You can't deny the decorative appeal of painted floors, whether they're patterned in checkerboard, stripes, or some other graphic design. "Painted floors allow your unique creative expression to flourish," says decorative painter Elise C. Kinkead, author of 50 Ways to Paint Ceilings and Floors. "Painted floors are also an inexpensive way to nudge a well-worn floor into a few more years of service." But where to begin? Kinkead offers the following advice to guide do-it-yourselfers in the process.
Browse magazines or search the Web in order to find a pattern that you love. Then lay out a paper version of the design, securing your "test run" to the floor by means of low-tack tape. Experiment with different positions around the room before deciding which looks the best. If the room in question has a focal point, such as a fireplace or bay window, consider orienting your floor pattern in such a way that it draws the eye toward that striking main feature of the space.
With the exception of laminates, whose damage-resistant finish does not accept paint well, most any wood floor can be painted successfully. As in other painting projects, it's essential that you do a good job of preparing the surface. In the case of painted floors, proper preparation involves three steps. The very first step is to remove any waxy residue from the floor surface. Commercial wax removers are commonly available; inquire at your local hardware store.
After cleaning the floor thoroughly and allowing it to dry out completely overnight, continue on to the next step: sanding. Lightly abrade the floor with 120-grit sandpaper secured to the end of a sanding pole (alternatively, rent a floor sander for the day). Once you're finished, vacuum the sawdust and then wipe away any lingering grit with a slightly damp cloth. Again, allow the wood to dry completely.
Now complete the final step, which is to repair any cracks or gouges by means of wood filler. Of course, if you appreciate and prefer the look of a time-worn surface, then skip this step. Imperfections in the floor won't compromise, and may even enhance, the project.
Clean, sanded, and dry, the floor is now ready to be primed. Opt for an oil-based primer if you wish, but Kinkead prefers water-based products, both for their low odor and fast-drying characteristics. The primer coat goes on mainly with a roller; along edges or in corners, cut in with a paintbrush. Note that if you are painting the floor in a single hue, you can use a primer tinted to your chosen color to cut down on the need for multiple top coats. Remember also that primer may serve as one of the colors in a multicolor design. The point is that there are ultimately strategic, timesaving advantages to choosing a primer carefully.
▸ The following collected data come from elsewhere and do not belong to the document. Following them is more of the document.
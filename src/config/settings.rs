use config::{Config, Environment, File};
use serde::Deserialize;
use std::collections::HashMap;
use std::env;
use std::time::Duration;

use crate::error::Result;

#[derive(Debug, Clone, Deserialize)]
pub struct Settings {
    pub client: ClientConfig,
    /// Channels the `pusher-listen` binary subscribes to on startup
    #[serde(default)]
    pub channels: Vec<String>,
}

#[derive(Debug, Clone, Deserialize)]
pub struct ClientConfig {
    pub app_key: String,
    /// Host (and optional port) of the websocket endpoint
    #[serde(default = "default_cluster")]
    pub cluster: String,
    /// Required only for `private-` and `presence-` channels
    #[serde(default)]
    pub auth_endpoint: Option<String>,
    #[serde(default)]
    pub auth_headers: HashMap<String, String>,
    #[serde(default = "default_client_name")]
    pub client_name: String,
    #[serde(default = "default_client_version")]
    pub client_version: String,
    /// Fixed delay before reconnecting after a 41xx `pusher:error`
    #[serde(default = "default_error_reconnect_delay_ms")]
    pub error_reconnect_delay_ms: u64,
    /// Upper bound on one channel authorization call
    #[serde(default = "default_auth_timeout_ms")]
    pub auth_timeout_ms: u64,
    #[serde(default)]
    pub backoff: BackoffConfig,
}

/// Reconnect backoff configuration
#[derive(Debug, Clone, Deserialize)]
pub struct BackoffConfig {
    /// Delay before the first retry in milliseconds
    #[serde(default = "default_initial_delay_ms")]
    pub initial_delay_ms: u64,
    /// Maximum delay between two attempts in milliseconds
    #[serde(default = "default_max_delay_ms")]
    pub max_delay_ms: u64,
    /// Multiplier for exponential growth
    #[serde(default = "default_multiplier")]
    pub multiplier: f64,
    /// Jitter factor (0.0 to 1.0). Anything above zero gives up strict monotonicity.
    #[serde(default)]
    pub jitter_factor: f64,
    /// Stop retrying once cumulative backoff would exceed this
    #[serde(default = "default_give_up_after_ms")]
    pub give_up_after_ms: u64,
}

fn default_cluster() -> String {
    "ws.pusherapp.com".to_string()
}

fn default_client_name() -> String {
    env!("CARGO_PKG_NAME").to_string()
}

fn default_client_version() -> String {
    env!("CARGO_PKG_VERSION").to_string()
}

fn default_error_reconnect_delay_ms() -> u64 {
    1000
}

fn default_auth_timeout_ms() -> u64 {
    10_000
}

fn default_initial_delay_ms() -> u64 {
    1000
}

fn default_max_delay_ms() -> u64 {
    60_000 // 1 minute
}

fn default_multiplier() -> f64 {
    2.0
}

fn default_give_up_after_ms() -> u64 {
    3_600_000 // 1 hour
}

impl Settings {
    pub fn new() -> Result<Self> {
        Self::with_env_prefix("PUSHER")
    }

    /// Same layering as [`Settings::new`], reading `{prefix}_*` variables
    pub fn with_env_prefix(prefix: &str) -> Result<Self> {
        // Load .env file if exists
        let _ = dotenvy::dotenv();

        let run_mode = env::var("RUN_MODE").unwrap_or_else(|_| "development".into());

        let builder = Config::builder()
            .set_default("client.cluster", default_cluster())?
            .set_default("client.error_reconnect_delay_ms", default_error_reconnect_delay_ms() as i64)?
            .set_default("client.auth_timeout_ms", default_auth_timeout_ms() as i64)?
            .add_source(File::with_name("config/default").required(false))
            .add_source(File::with_name(&format!("config/{}", run_mode)).required(false))
            // PUSHER_CLIENT__APP_KEY, PUSHER_CLIENT__CLUSTER, PUSHER_CHANNELS, ...
            .add_source(
                Environment::with_prefix(prefix)
                    .prefix_separator("_")
                    .separator("__")
                    .try_parsing(true)
                    .list_separator(",")
                    .with_list_parse_key("channels"),
            );

        Ok(builder.build()?.try_deserialize()?)
    }
}

impl ClientConfig {
    pub fn new(app_key: impl Into<String>) -> Self {
        Self {
            app_key: app_key.into(),
            cluster: default_cluster(),
            auth_endpoint: None,
            auth_headers: HashMap::new(),
            client_name: default_client_name(),
            client_version: default_client_version(),
            error_reconnect_delay_ms: default_error_reconnect_delay_ms(),
            auth_timeout_ms: default_auth_timeout_ms(),
            backoff: BackoffConfig::default(),
        }
    }

    pub fn cluster(mut self, cluster: impl Into<String>) -> Self {
        self.cluster = cluster.into();
        self
    }

    pub fn auth_endpoint(mut self, endpoint: impl Into<String>) -> Self {
        self.auth_endpoint = Some(endpoint.into());
        self
    }

    pub fn auth_header(mut self, name: impl Into<String>, value: impl Into<String>) -> Self {
        self.auth_headers.insert(name.into(), value.into());
        self
    }

    pub fn backoff(mut self, backoff: BackoffConfig) -> Self {
        self.backoff = backoff;
        self
    }

    pub fn error_reconnect_delay(mut self, delay: Duration) -> Self {
        self.error_reconnect_delay_ms = delay.as_millis() as u64;
        self
    }

    pub fn error_reconnect_delay_duration(&self) -> Duration {
        Duration::from_millis(self.error_reconnect_delay_ms)
    }

    pub fn auth_timeout(mut self, timeout: Duration) -> Self {
        self.auth_timeout_ms = timeout.as_millis() as u64;
        self
    }

    pub fn auth_timeout_duration(&self) -> Duration {
        Duration::from_millis(self.auth_timeout_ms)
    }
}

impl Default for BackoffConfig {
    fn default() -> Self {
        Self {
            initial_delay_ms: default_initial_delay_ms(),
            max_delay_ms: default_max_delay_ms(),
            multiplier: default_multiplier(),
            jitter_factor: 0.0,
            give_up_after_ms: default_give_up_after_ms(),
        }
    }
}

#[cfg(test)]
mod tests {
    use super::*;

    #[test]
    fn test_default_values() {
        let config = ClientConfig::new("key");
        assert_eq!(config.cluster, "ws.pusherapp.com");
        assert!(config.auth_endpoint.is_none());
        assert_eq!(config.error_reconnect_delay_ms, 1000);
        assert_eq!(config.backoff.give_up_after_ms, 3_600_000);
        assert_eq!(config.backoff.jitter_factor, 0.0);
    }

    #[test]
    fn test_deserialize_fills_defaults() {
        let config: ClientConfig =
            serde_json::from_str(r#"{"app_key": "abc", "auth_headers": {"X-Token": "t"}}"#)
                .unwrap();
        assert_eq!(config.app_key, "abc");
        assert_eq!(config.cluster, "ws.pusherapp.com");
        assert_eq!(config.auth_headers.get("X-Token").map(String::as_str), Some("t"));
        assert_eq!(config.backoff.initial_delay_ms, 1000);
    }

    #[test]
    fn test_builder_methods() {
        let config = ClientConfig::new("key")
            .cluster("localhost:6001")
            .auth_endpoint("http://localhost/auth")
            .auth_header("Authorization", "Bearer x")
            .error_reconnect_delay(Duration::from_millis(50))
            .auth_timeout(Duration::from_secs(2));
        assert_eq!(config.cluster, "localhost:6001");
        assert_eq!(config.auth_endpoint.as_deref(), Some("http://localhost/auth"));
        assert_eq!(config.auth_headers.len(), 1);
        assert_eq!(config.error_reconnect_delay_duration(), Duration::from_millis(50));
        assert_eq!(config.auth_timeout_duration(), Duration::from_secs(2));
    }

    #[test]
    fn test_settings_from_environment() {
        env::set_var("PUSHERENV_CLIENT__APP_KEY", "test-app");
        env::set_var("PUSHERENV_CLIENT__CLUSTER", "localhost:6001");
        env::set_var("PUSHERENV_CLIENT__BACKOFF__MAX_DELAY_MS", "5000");
        env::set_var("PUSHERENV_CHANNELS", "orders,private-room1");

        let settings = Settings::with_env_prefix("PUSHERENV").unwrap();

        assert_eq!(settings.client.app_key, "test-app");
        assert_eq!(settings.client.cluster, "localhost:6001");
        assert_eq!(settings.client.backoff.max_delay_ms, 5000);
        assert_eq!(settings.client.backoff.initial_delay_ms, 1000);
        assert_eq!(settings.client.error_reconnect_delay_ms, 1000);
        assert_eq!(settings.client.auth_timeout_ms, 10_000);
        assert_eq!(settings.channels, vec!["orders", "private-room1"]);
    }

    #[test]
    fn test_missing_app_key_is_config_error() {
        let err = Settings::with_env_prefix("PUSHERMISSING").unwrap_err();
        assert!(matches!(err, crate::error::PusherError::Config(_)));
        assert_eq!(err.kind(), "CONFIG_ERROR");
    }
}
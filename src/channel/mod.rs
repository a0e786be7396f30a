use std::sync::Weak;

use serde::Serialize;
use serde_json::Value;

use crate::connection::Connection;
use crate::error::PusherError;
use crate::events::{EventEmitter, Listener};
use crate::protocol::{self, SubscribeData};

/// A named subscription on the shared connection.
///
/// Owned by the connection's registry; holds only a weak handle back to the
/// connection for sends and auth.
pub struct Channel {
    name: String,
    connection: Weak<Connection>,
    events: EventEmitter,
}

impl Channel {
    pub(crate) fn new(name: impl Into<String>, connection: Weak<Connection>) -> Self {
        Self {
            name: name.into(),
            connection,
            events: EventEmitter::new(),
        }
    }

    pub fn name(&self) -> &str {
        &self.name
    }

    /// `private-` / `presence-` channels authenticate before subscribing
    pub fn is_restricted(&self) -> bool {
        protocol::is_restricted_channel(&self.name)
    }

    pub fn bind(&self, event: &str, listener: &Listener) {
        self.events.bind(event, listener);
    }

    pub fn unbind(&self, event: &str, listener: &Listener) {
        self.events.unbind(event, listener);
    }

    /// Deliver an event to this channel's listeners
    pub fn broadcast(&self, event: &str, data: &Value) {
        self.events.broadcast(event, data);
    }

    pub(crate) fn release(&self) {
        self.events.clear();
    }

    /// Send `{event, data}` over the owning connection.
    ///
    /// Fire-and-forget: any failure (connection gone, no open transport,
    /// unserializable data) is swallowed and shows up only as `false`.
    pub fn trigger<T: Serialize + ?Sized>(&self, event: &str, data: &T) -> bool {
        let Some(connection) = self.connection.upgrade() else {
            return false;
        };

        match protocol::encode(event, data) {
            Ok(text) => connection.send(text),
            Err(e) => {
                tracing::debug!(channel = %self.name, event = %event, error = %e, "Failed to encode event");
                false
            }
        }
    }

    /// Send `pusher:subscribe` for this channel.
    ///
    /// Restricted channels are authenticated first. An auth failure goes to
    /// `on_error` and the subscribe is still sent with empty auth; the
    /// server rejects it with a `pusher:error` of its own. Nothing is sent
    /// if, by the time auth finishes, the connection moved to a new epoch
    /// (its own resubscription covers this channel) or the channel was
    /// unsubscribed.
    pub async fn connect<F>(&self, on_error: F) -> bool
    where
        F: Fn(&PusherError),
    {
        let Some(connection) = self.connection.upgrade() else {
            return false;
        };
        let epoch = connection.epoch();
        drop(connection);

        match self.prepare(on_error).await {
            Some(data) => self.send_prepared(epoch, &data),
            None => false,
        }
    }

    /// Build the subscribe payload, authenticating restricted channels.
    /// `None` once the connection is gone.
    pub(crate) async fn prepare<F>(&self, on_error: F) -> Option<SubscribeData>
    where
        F: Fn(&PusherError),
    {
        let connection = self.connection.upgrade()?;

        let mut data = SubscribeData {
            channel: self.name.clone(),
            auth: None,
            channel_data: None,
        };

        if self.is_restricted() {
            match connection.authenticate(&self.name).await {
                Ok(result) => {
                    data.auth = Some(result.auth);
                    data.channel_data = result.channel_data;
                }
                Err(e) => {
                    tracing::warn!(channel = %self.name, error = %e, "Channel auth failed, subscribing without auth");
                    on_error(&e);
                }
            }
        }

        Some(data)
    }

    /// Send a prepared subscribe if `epoch` is still current and this
    /// channel is still registered.
    pub(crate) fn send_prepared(&self, epoch: u64, data: &SubscribeData) -> bool {
        let Some(connection) = self.connection.upgrade() else {
            return false;
        };

        match protocol::subscribe_message(data) {
            Ok(text) => connection.send_subscribe(self, epoch, text),
            Err(e) => {
                tracing::debug!(channel = %self.name, error = %e, "Failed to encode subscribe");
                false
            }
        }
    }
}

impl std::fmt::Debug for Channel {
    fn fmt(&self, f: &mut std::fmt::Formatter<'_>) -> std::fmt::Result {
        f.debug_struct("Channel").field("name", &self.name).finish()
    }
}
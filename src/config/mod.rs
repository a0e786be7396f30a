mod settings;

pub use settings::{BackoffConfig, ClientConfig, Settings};
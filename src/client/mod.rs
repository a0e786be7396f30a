//! Public entry point: one `Client` owns exactly one `Connection`.

use std::sync::{Arc, PoisonError, RwLock};

use crate::auth::{AuthClient, HttpAuthClient};
use crate::channel::Channel;
use crate::config::ClientConfig;
use crate::connection::{Connection, ConnectionState};
use crate::error::{ErrorCallback, PusherError};
use crate::events::Listener;
use crate::transport::{Transport, TungsteniteTransport};

type LogHook = Arc<dyn Fn(&str) + Send + Sync>;

static LOG_HOOK: RwLock<Option<LogHook>> = RwLock::new(None);

/// Install a process-wide hook that sees every raw inbound frame of every
/// connection, before it is parsed.
pub fn set_log_hook(hook: impl Fn(&str) + Send + Sync + 'static) {
    *LOG_HOOK.write().unwrap_or_else(PoisonError::into_inner) = Some(Arc::new(hook));
}

pub fn clear_log_hook() {
    *LOG_HOOK.write().unwrap_or_else(PoisonError::into_inner) = None;
}

pub(crate) fn log_inbound(raw: &str) {
    let hook = LOG_HOOK
        .read()
        .unwrap_or_else(PoisonError::into_inner)
        .clone();
    if let Some(hook) = hook {
        hook(raw);
    }
}

pub struct ClientBuilder {
    config: ClientConfig,
    transport: Option<Arc<dyn Transport>>,
    auth_client: Option<Arc<dyn AuthClient>>,
    on_error: Option<ErrorCallback>,
}

impl ClientBuilder {
    pub fn new(config: ClientConfig) -> Self {
        Self {
            config,
            transport: None,
            auth_client: None,
            on_error: None,
        }
    }

    /// Defaults to [`TungsteniteTransport`]
    pub fn transport(mut self, transport: impl Transport) -> Self {
        self.transport = Some(Arc::new(transport));
        self
    }

    /// Defaults to [`HttpAuthClient`] when `auth_endpoint` is configured
    pub fn auth_client(mut self, auth_client: impl AuthClient) -> Self {
        self.auth_client = Some(Arc::new(auth_client));
        self
    }

    /// Shared variant of [`ClientBuilder::auth_client`]
    pub fn auth_client_arc(mut self, auth_client: Arc<dyn AuthClient>) -> Self {
        self.auth_client = Some(auth_client);
        self
    }

    /// Receives connection, protocol and authorization failures
    pub fn on_error(mut self, callback: impl Fn(&PusherError) + Send + Sync + 'static) -> Self {
        self.on_error = Some(Arc::new(callback));
        self
    }

    /// Build the client and start connecting. Must be called inside a tokio
    /// runtime.
    pub fn build(self) -> Client {
        let transport = self
            .transport
            .unwrap_or_else(|| Arc::new(TungsteniteTransport::new()));

        let auth_client = self.auth_client.or_else(|| {
            self.config.auth_endpoint.as_ref().map(|endpoint| {
                Arc::new(
                    HttpAuthClient::new(endpoint.clone(), self.config.auth_headers.clone())
                        .timeout(self.config.auth_timeout_duration()),
                ) as Arc<dyn AuthClient>
            })
        });

        let on_error = self.on_error.unwrap_or_else(|| {
            Arc::new(|e: &PusherError| {
                tracing::error!(kind = e.kind(), error = %e, "Unhandled client error");
            })
        });

        let connection = Connection::new(self.config, transport, auth_client, on_error);
        tracing::info!(app_key = %connection.app_key(), "Client created");
        connection.connect();

        Client { connection }
    }
}

/// Facade over one shared connection. Dropping the client disconnects.
pub struct Client {
    connection: Arc<Connection>,
}

impl Client {
    /// Client with the default websocket transport and HTTP auth. Must be
    /// called inside a tokio runtime.
    pub fn new(config: ClientConfig) -> Self {
        ClientBuilder::new(config).build()
    }

    pub fn builder(config: ClientConfig) -> ClientBuilder {
        ClientBuilder::new(config)
    }

    pub fn subscribe(&self, channel_name: &str) -> Arc<Channel> {
        self.connection.subscribe(channel_name)
    }

    pub fn unsubscribe(&self, channel_name: &str) -> bool {
        self.connection.unsubscribe(channel_name)
    }

    pub fn channel(&self, channel_name: &str) -> Option<Arc<Channel>> {
        self.connection.channel(channel_name)
    }

    pub fn channel_names(&self) -> Vec<String> {
        self.connection.channel_names()
    }

    /// Bind on the connection's emitter: sees every inbound event name plus
    /// `connecting`, `connected`, `disconnected` and `error`.
    pub fn bind(&self, event: &str, listener: &Listener) {
        self.connection.bind(event, listener);
    }

    pub fn unbind(&self, event: &str, listener: &Listener) {
        self.connection.unbind(event, listener);
    }

    pub fn state(&self) -> ConnectionState {
        self.connection.state()
    }

    pub fn socket_id(&self) -> Option<String> {
        self.connection.socket_id()
    }

    /// Reconnect now with a fresh retry budget
    pub fn connect(&self) {
        self.connection.reconnect();
    }

    pub fn disconnect(&self) {
        self.connection.disconnect();
    }

    pub fn connection(&self) -> &Arc<Connection> {
        &self.connection
    }
}

impl Drop for Client {
    fn drop(&mut self) {
        self.connection.disconnect();
    }
}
Having given the primer ample opportunity to dry completely, proceed to outline your pattern on the floor. Do so with chalk or a carpenter's pencil, making the faintest mark possible that's still visible over the primer. Lay tape just to the edge of the marks, pressing down on the tape edges with a dull putty knife for optimal adhesion. At this point, wipe away all chalk or pencil with a damp cloth. And before you start to paint, check again to be certain the floor surface is still dry.
Believe it or not, there are paints formulated especially for application on floors, and the range of available colors has only expanded over the years. Regular latex wall paint is fine to use, too, provided you finish it with a sealer. In applying the top coat, as you did with the primer, use a roller wherever possible and a paintbrush in those areas where a roller just won't do. Allow each coat to dry before painting on the next one. For solid coverage, two coats ought to be enough. Remove the tape very carefully, at a 45-degree angle, only after the paint has dried.
Plan on sealing your paint job with two coats of either oil- or water-based polyurethane (unless you've painted with an oil-based product, in which case you must use an oil-based poly sealer). Generally, a pad is the recommended applicator for sealers of this type, but manufacturers' instructions vary. Read the label on the can of sealer you plan to purchase before committing to any specific tools for this final stage of the project.
For a slightly worn appearance, leave the floor unsealed for a period of time, or hand-distress the surface with sandpaper. Once it has developed the patina you want, proceed to add the sealer. How long does it take before you can bring furniture back into the room? That depends on the sealer. Again, read the label. Usually, you need to wait no more than 24 hours.